Em suma, julgo ser de aceitar a tese defendida pelo Prof. Vasco Pereira da Silva, na medida em que, bem vistas as coisas, o que o art. 51º, 1 do CPTA trouxe de novo foi a extinção da definitividade como critério de recorribilidade. Deixou de ser importante para efeitos de impugnação judicial que a palavra da Administração pertencesse ao órgão do topo da hierarquia. Tanto é assim que o art. 11º, 5, do CPTA prevê a comunicação da existência do processo judicial ao “ministro ou órgão superior da pessoa colectiva” sempre que o autor do acto esteja subordinado a poderes hierárquicos. O que significa que, na generalidade dos casos, os meios de impugnação administrativa ainda que especialmente previstos na lei, perdem a natureza de “necessários”. A sua “necessidade” justificava-se para conferir definitividade (vertical) ao acto. Tendo a definitividade vertical do acto caído, como critério de recorribilidade, também deverá cair o carácter necessário da impugnação administrativa, destinada a garantir essa definitividade. Pode, contudo, haver outras situações em que a impugnação administrativa não serve apenas para conferir a definitividade vertical, designadamente porque não existe hierarquia, ou porque se entende importante a introdução de uma outra pessoa colectiva na definição da situação jurídica. Nestes casos, mesmo anteriores ao CPTA, penso que deve entender-se que a impugnação administrativa prévia é necessária.

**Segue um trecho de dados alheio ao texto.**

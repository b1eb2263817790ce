//! Bytecode instruction set for the lua-rust virtual machine.
//!
//! A register-based ISA following the PUC-Lua 5.3 opcode set. Each
//! instruction is a single 32-bit word in one of four layouts:
//!
//! ```text
//!  31        23        14        6      0
//!  +---------+---------+---------+------+
//!  |  B:9    |  C:9    |  A:8    | OP:6 |  iABC
//!  |      Bx:18        |  A:8    | OP:6 |  iABx
//!  |     sBx:18        |  A:8    | OP:6 |  iAsBx
//!  |           Ax:26             | OP:6 |  iAx
//!  +---------+---------+---------+------+
//! ```

pub const SIZE_OP: u32 = 6;
pub const SIZE_A: u32 = 8;
pub const SIZE_B: u32 = 9;
pub const SIZE_C: u32 = 9;
pub const SIZE_BX: u32 = SIZE_B + SIZE_C;
pub const SIZE_AX: u32 = SIZE_A + SIZE_BX;

pub const POS_A: u32 = SIZE_OP;
pub const POS_C: u32 = POS_A + SIZE_A;
pub const POS_B: u32 = POS_C + SIZE_C;
pub const POS_BX: u32 = POS_C;
pub const POS_AX: u32 = POS_A;

pub const MAXARG_A: u32 = (1 << SIZE_A) - 1;
pub const MAXARG_B: u32 = (1 << SIZE_B) - 1;
pub const MAXARG_C: u32 = (1 << SIZE_C) - 1;
pub const MAXARG_BX: u32 = (1 << SIZE_BX) - 1;
pub const MAXARG_SBX: i32 = (MAXARG_BX >> 1) as i32;
pub const MAXARG_AX: u32 = (1 << SIZE_AX) - 1;

/// Marks a B/C operand as a constant-pool index rather than a register.
pub const BITRK: u32 = 1 << (SIZE_B - 1);

/// Number of list items a single `SETLIST` stores per batch.
pub const LFIELDS_PER_FLUSH: usize = 50;

/// `true` when an RK operand addresses the constant pool.
pub fn is_k(x: u32) -> bool {
    x & BITRK != 0
}

/// Constant-pool index encoded in an RK operand.
pub fn index_k(x: u32) -> usize {
    (x & 0xFF) as usize
}

/// Encode constant index `k` as an RK operand.
pub fn rk_k(k: u32) -> u32 {
    k | BITRK
}

/// Decode a "floating point byte" (`eeeeexxx`) table size hint.
pub fn fb2int(x: u32) -> usize {
    if x < 8 {
        x as usize
    } else {
        (((x & 7) + 8) as usize) << ((x >> 3) - 1)
    }
}

/// Encode a size hint as a floating point byte, rounding up.
pub fn int2fb(mut x: u32) -> u32 {
    if x < 8 {
        return x;
    }
    let mut e = 0;
    while x >= (8 << 4) {
        x = (x + 0xf) >> 4;
        e += 4;
    }
    while x >= (8 << 1) {
        x = (x + 1) >> 1;
        e += 1;
    }
    ((e + 1) << 3) | (x - 8)
}

// ── Opcodes ───────────────────────────────────────────────────────────────────

/// Dense opcode numbering; the discriminant is the low 6 bits of a word.
#[repr(u8)]
#[derive(Debug, Clone, Copy, PartialEq, Eq, Hash)]
pub enum OpCode {
    Move,
    LoadK,
    LoadKx,
    LoadBool,
    LoadNil,
    GetUpval,
    GetTabUp,
    GetTable,
    SetTabUp,
    SetUpval,
    SetTable,
    NewTable,
    SelfOp,
    Add,
    Sub,
    Mul,
    Mod,
    Pow,
    Div,
    IDiv,
    BAnd,
    BOr,
    BXor,
    Shl,
    Shr,
    Unm,
    BNot,
    Not,
    Len,
    Concat,
    Jmp,
    Eq,
    Lt,
    Le,
    Test,
    TestSet,
    Call,
    TailCall,
    Return,
    ForLoop,
    ForPrep,
    TForCall,
    TForLoop,
    SetList,
    Closure,
    VarArg,
    ExtraArg,
}

pub const NUM_OPCODES: usize = OpCode::ExtraArg as usize + 1;

impl OpCode {
    pub const ALL: [OpCode; NUM_OPCODES] = [
        OpCode::Move,
        OpCode::LoadK,
        OpCode::LoadKx,
        OpCode::LoadBool,
        OpCode::LoadNil,
        OpCode::GetUpval,
        OpCode::GetTabUp,
        OpCode::GetTable,
        OpCode::SetTabUp,
        OpCode::SetUpval,
        OpCode::SetTable,
        OpCode::NewTable,
        OpCode::SelfOp,
        OpCode::Add,
        OpCode::Sub,
        OpCode::Mul,
        OpCode::Mod,
        OpCode::Pow,
        OpCode::Div,
        OpCode::IDiv,
        OpCode::BAnd,
        OpCode::BOr,
        OpCode::BXor,
        OpCode::Shl,
        OpCode::Shr,
        OpCode::Unm,
        OpCode::BNot,
        OpCode::Not,
        OpCode::Len,
        OpCode::Concat,
        OpCode::Jmp,
        OpCode::Eq,
        OpCode::Lt,
        OpCode::Le,
        OpCode::Test,
        OpCode::TestSet,
        OpCode::Call,
        OpCode::TailCall,
        OpCode::Return,
        OpCode::ForLoop,
        OpCode::ForPrep,
        OpCode::TForCall,
        OpCode::TForLoop,
        OpCode::SetList,
        OpCode::Closure,
        OpCode::VarArg,
        OpCode::ExtraArg,
    ];

    pub fn from_u8(n: u8) -> Option<OpCode> {
        Self::ALL.get(n as usize).copied()
    }

    pub fn info(self) -> &'static OpInfo {
        &OPCODE_INFO[self as usize]
    }

    pub fn name(self) -> &'static str {
        self.info().name
    }
}

/// Instruction layout.
#[derive(Debug, Clone, Copy, PartialEq, Eq)]
pub enum OpMode {
    IABC,
    IABx,
    IAsBx,
    IAx,
}

/// How a B or C operand is interpreted.
#[derive(Debug, Clone, Copy, PartialEq, Eq)]
pub enum OpArgMode {
    /// Not used.
    N,
    /// Used as a plain number (count, flag, index).
    U,
    /// A register or a jump offset.
    R,
    /// A constant or an RK register/constant.
    K,
}

/// Static properties of an opcode.
#[derive(Debug, Clone, Copy)]
pub struct OpInfo {
    pub name: &'static str,
    /// The next instruction must be a jump.
    pub test: bool,
    /// The instruction writes register A.
    pub set_a: bool,
    pub b: OpArgMode,
    pub c: OpArgMode,
    pub mode: OpMode,
}

const fn op(
    name: &'static str,
    test: bool,
    set_a: bool,
    b: OpArgMode,
    c: OpArgMode,
    mode: OpMode,
) -> OpInfo {
    OpInfo {
        name,
        test,
        set_a,
        b,
        c,
        mode,
    }
}

use OpArgMode::{K, N, R, U};
use OpMode::{IABx, IAsBx, IAx, IABC};

#[rustfmt::skip]
pub static OPCODE_INFO: [OpInfo; NUM_OPCODES] = [
    //  name        T      A      B  C  mode
    op("MOVE",     false, true,  R, N, IABC),  // R(A) := R(B)
    op("LOADK",    false, true,  K, N, IABx),  // R(A) := Kst(Bx)
    op("LOADKX",   false, true,  N, N, IABx),  // R(A) := Kst(extra arg)
    op("LOADBOOL", false, true,  U, U, IABC),  // R(A) := (Bool)B; if (C) pc++
    op("LOADNIL",  false, true,  U, N, IABC),  // R(A), R(A+1), ..., R(A+B) := nil
    op("GETUPVAL", false, true,  U, N, IABC),  // R(A) := UpValue[B]
    op("GETTABUP", false, true,  U, K, IABC),  // R(A) := UpValue[B][RK(C)]
    op("GETTABLE", false, true,  R, K, IABC),  // R(A) := R(B)[RK(C)]
    op("SETTABUP", false, false, K, K, IABC),  // UpValue[A][RK(B)] := RK(C)
    op("SETUPVAL", false, false, U, N, IABC),  // UpValue[B] := R(A)
    op("SETTABLE", false, false, K, K, IABC),  // R(A)[RK(B)] := RK(C)
    op("NEWTABLE", false, true,  U, U, IABC),  // R(A) := {} (size = B,C)
    op("SELF",     false, true,  R, K, IABC),  // R(A+1) := R(B); R(A) := R(B)[RK(C)]
    op("ADD",      false, true,  K, K, IABC),  // R(A) := RK(B) + RK(C)
    op("SUB",      false, true,  K, K, IABC),  // R(A) := RK(B) - RK(C)
    op("MUL",      false, true,  K, K, IABC),  // R(A) := RK(B) * RK(C)
    op("MOD",      false, true,  K, K, IABC),  // R(A) := RK(B) % RK(C)
    op("POW",      false, true,  K, K, IABC),  // R(A) := RK(B) ^ RK(C)
    op("DIV",      false, true,  K, K, IABC),  // R(A) := RK(B) / RK(C)
    op("IDIV",     false, true,  K, K, IABC),  // R(A) := RK(B) // RK(C)
    op("BAND",     false, true,  K, K, IABC),  // R(A) := RK(B) & RK(C)
    op("BOR",      false, true,  K, K, IABC),  // R(A) := RK(B) | RK(C)
    op("BXOR",     false, true,  K, K, IABC),  // R(A) := RK(B) ~ RK(C)
    op("SHL",      false, true,  K, K, IABC),  // R(A) := RK(B) << RK(C)
    op("SHR",      false, true,  K, K, IABC),  // R(A) := RK(B) >> RK(C)
    op("UNM",      false, true,  R, N, IABC),  // R(A) := -R(B)
    op("BNOT",     false, true,  R, N, IABC),  // R(A) := ~R(B)
    op("NOT",      false, true,  R, N, IABC),  // R(A) := not R(B)
    op("LEN",      false, true,  R, N, IABC),  // R(A) := length of R(B)
    op("CONCAT",   false, true,  R, R, IABC),  // R(A) := R(B).. ... ..R(C)
    op("JMP",      false, false, R, N, IAsBx), // pc+=sBx; if (A) close all upvalues >= R(A - 1)
    op("EQ",       true,  false, K, K, IABC),  // if ((RK(B) == RK(C)) ~= A) then pc++
    op("LT",       true,  false, K, K, IABC),  // if ((RK(B) <  RK(C)) ~= A) then pc++
    op("LE",       true,  false, K, K, IABC),  // if ((RK(B) <= RK(C)) ~= A) then pc++
    op("TEST",     true,  false, N, U, IABC),  // if not (R(A) <=> C) then pc++
    op("TESTSET",  true,  true,  R, U, IABC),  // if (R(B) <=> C) then R(A) := R(B) else pc++
    op("CALL",     false, true,  U, U, IABC),  // R(A), ... ,R(A+C-2) := R(A)(R(A+1), ... ,R(A+B-1))
    op("TAILCALL", false, true,  U, U, IABC),  // return R(A)(R(A+1), ... ,R(A+B-1))
    op("RETURN",   false, false, U, N, IABC),  // return R(A), ... ,R(A+B-2)
    op("FORLOOP",  false, true,  R, N, IAsBx), // R(A)+=R(A+2); if R(A) <?= R(A+1) then { pc+=sBx; R(A+3)=R(A) }
    op("FORPREP",  false, true,  R, N, IAsBx), // R(A)-=R(A+2); pc+=sBx
    op("TFORCALL", false, false, N, U, IABC),  // R(A+3), ... ,R(A+2+C) := R(A)(R(A+1), R(A+2))
    op("TFORLOOP", false, true,  R, N, IAsBx), // if R(A+1) ~= nil then { R(A)=R(A+1); pc += sBx }
    op("SETLIST",  false, false, U, U, IABC),  // R(A)[(C-1)*FPF+i] := R(A+i), 1 <= i <= B
    op("CLOSURE",  false, true,  U, N, IABx),  // R(A) := closure(KPROTO[Bx])
    op("VARARG",   false, true,  U, N, IABC),  // R(A), R(A+1), ..., R(A+B-2) = vararg
    op("EXTRAARG", false, false, U, U, IAx),   // extra (larger) argument for previous opcode
];

// ── Instruction words ─────────────────────────────────────────────────────────

/// One encoded 32-bit instruction.
#[derive(Clone, Copy, PartialEq, Eq, Hash)]
pub struct Instruction(pub u32);

impl Instruction {
    pub fn iabc(op: OpCode, a: u32, b: u32, c: u32) -> Self {
        debug_assert!(a <= MAXARG_A && b <= MAXARG_B && c <= MAXARG_C);
        Self((op as u32) | (a << POS_A) | (b << POS_B) | (c << POS_C))
    }

    pub fn iabx(op: OpCode, a: u32, bx: u32) -> Self {
        debug_assert!(a <= MAXARG_A && bx <= MAXARG_BX);
        Self((op as u32) | (a << POS_A) | (bx << POS_BX))
    }

    pub fn iasbx(op: OpCode, a: u32, sbx: i32) -> Self {
        Self::iabx(op, a, (sbx + MAXARG_SBX) as u32)
    }

    pub fn iax(op: OpCode, ax: u32) -> Self {
        debug_assert!(ax <= MAXARG_AX);
        Self((op as u32) | (ax << POS_AX))
    }

    /// Raw opcode number: always the low 6 bits, whatever the layout.
    pub fn opcode_raw(self) -> u8 {
        (self.0 & 0x3F) as u8
    }

    /// Decoded opcode, or `None` for a number outside the instruction set.
    pub fn opcode(self) -> Option<OpCode> {
        OpCode::from_u8(self.opcode_raw())
    }

    pub fn a(self) -> usize {
        ((self.0 >> POS_A) & MAXARG_A) as usize
    }

    pub fn b(self) -> u32 {
        (self.0 >> POS_B) & MAXARG_B
    }

    pub fn c(self) -> u32 {
        (self.0 >> POS_C) & MAXARG_C
    }

    pub fn abc(self) -> (usize, u32, u32) {
        (self.a(), self.b(), self.c())
    }

    pub fn abx(self) -> (usize, u32) {
        (self.a(), self.0 >> POS_BX)
    }

    pub fn asbx(self) -> (usize, i32) {
        let (a, bx) = self.abx();
        (a, bx as i32 - MAXARG_SBX)
    }

    pub fn ax(self) -> u32 {
        self.0 >> POS_AX
    }
}

impl std::fmt::Debug for Instruction {
    fn fmt(&self, f: &mut std::fmt::Formatter<'_>) -> std::fmt::Result {
        write!(f, "Instruction({:#010x}: {self})", self.0)
    }
}

/// `NAME a b c` with constants shown as `-1-k`, the way `luac -l` lists them.
impl std::fmt::Display for Instruction {
    fn fmt(&self, f: &mut std::fmt::Formatter<'_>) -> std::fmt::Result {
        let Some(op) = self.opcode() else {
            return write!(f, "<unknown opcode {}>", self.opcode_raw());
        };
        let info = op.info();
        let arg = |v: u32, mode: OpArgMode| -> i64 {
            if mode == OpArgMode::K && is_k(v) {
                -1 - index_k(v) as i64
            } else {
                v as i64
            }
        };
        match info.mode {
            OpMode::IABC => {
                write!(f, "{:<9}{}", info.name, self.a())?;
                if info.b != OpArgMode::N {
                    write!(f, " {}", arg(self.b(), info.b))?;
                }
                if info.c != OpArgMode::N {
                    write!(f, " {}", arg(self.c(), info.c))?;
                }
                Ok(())
            }
            OpMode::IABx => {
                let (a, bx) = self.abx();
                if info.b == OpArgMode::K {
                    write!(f, "{:<9}{} {}", info.name, a, -1 - bx as i64)
                } else {
                    write!(f, "{:<9}{} {}", info.name, a, bx)
                }
            }
            OpMode::IAsBx => {
                let (a, sbx) = self.asbx();
                write!(f, "{:<9}{} {}", info.name, a, sbx)
            }
            OpMode::IAx => write!(f, "{:<9}{}", info.name, self.ax()),
        }
    }
}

[i] Vasco Pereira da Silva, De necessário a útil: a metamorfose do recurso hierárquico no novo contencioso administrativo, in Cadernos de Justiça Administrativa, nº 47, Setembro / Outubro, 2004, p. 21.



[ii] Vasco Pereira da Silva, Em Busca do Acto Administrativo Perdido, Coimbra, Almedina, 1995, pp. 629 e 645.



[iii] Também o acórdão do STA de 10 de Setembro de 2008 (Processo n.º449/07) entendeu ser imediatamente impugnável, à luz do princípio constante do art.51.º, n.º1, a deliberação do Conselho Disciplinar do Conselho superior do Ministério Público que aplicou uma pena disciplinar, considerando-se, em consequência, como não necessária a reclamação pra o plenário do mesmo órgão, prevista no art. 29.º, n.º5 do EMP.



[iv] Sobre o Projecto do Código de Processo nos Tribunais Administrativos, consulte-se Paulo Otero, Impugnações administrativas, in Cadernos de Justiça Administrativa, nº 28, Julho / Agosto de 2001, pp. 52.



[v] Mário Aroso de Almeida e Carlos Esteves Cadilha, in Comentário ao Código de Processo nos Tribunais Administrativo, Almedina, 3.ª edição, 2010, pp.348.



[vi] José Carlos Vieira de Andrade, A justiça Administrativa, Lições, Almedina, 11.ª edição, 2011, pp.274 a 276.



[vii] Posição também defendida no Acórdão do Tribunal Central Administrativo do Sul de 10 de Novembro de 2010 (Processo n.º 06326/10).



[viii] Vasco Pereira da Silva, O Contencioso no Divã da Psicanálise, op. cit.,pp. 361.